### Exercise directions
The required output is every record, reproduced exactly.

☆ ☆ ☆ ☆ ☆ ☆ ☆

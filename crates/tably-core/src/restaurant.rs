//! Restaurant — a dining establishment, optionally owned by one user.

use serde::{Deserialize, Serialize};

use crate::entity::EntityMetadata;

/// A stored restaurant. Exclusively owned by zero or one user; the ownership
/// link lives on the user side.
#[derive(Debug, Clone, PartialEq, Eq, Serialize, Deserialize)]
pub struct Restaurant {
  #[serde(flatten)]
  pub meta:        EntityMetadata,
  pub name:        String,
  pub description: Option<String>,
  pub active:      bool,
}

/// Payload for creating a restaurant. Carries no identifier — the store
/// assigns a fresh one on insert.
#[derive(Debug, Clone, Serialize, Deserialize)]
pub struct NewRestaurant {
  pub name:        String,
  pub description: Option<String>,
  #[serde(default = "default_active")]
  pub active:      bool,
}

fn default_active() -> bool { true }
//! SQLite backend for the Tably directory store.
//!
//! Wraps [`tokio_rusqlite`] so all database access runs on a dedicated thread
//! pool without blocking the async runtime.

mod encode;
mod schema;
mod store;

pub mod error;

pub use error::{Error, Result};
pub use store::SqliteStore;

☆ ☆ ☆ ☆ ☆ ☆ ☆

### Completed task
filename crates/tably-core/src/restaurant.rs
//! Restaurant — a dining establishment, optionally owned by one user.

use serde::{Deserialize, Serialize};

use crate::entity::EntityMetadata;

/// A stored restaurant. Exclusively owned by zero or one user; the ownership
/// link lives on the user side.
#[derive(Debug, Clone, PartialEq, Eq, Serialize, Deserialize)]
pub struct Restaurant {
  #[serde(flatten)]
  pub meta:        EntityMetadata,
  pub name:        String,
  pub description: Option<String>,
  pub active:      bool,
}

/// Payload for creating a restaurant. Carries no identifier — the store
/// assigns a fresh one on insert.
#[derive(Debug, Clone, Serialize, Deserialize)]
pub struct NewRestaurant {
  pub name:        String,
  pub description: Option<String>,
  #[serde(default = "default_active")]
  pub active:      bool,
}

fn default_active() -> bool { true }
//! SQLite backend for the Tably directory store.
//!
//! Wraps [`tokio_rusqlite`] so all database access runs on a dedicated thread
//! pool without blocking the async runtime.

mod encode;
mod schema;
mod store;

pub mod error;

pub use error::{Error, Result};
pub use store::SqliteStore;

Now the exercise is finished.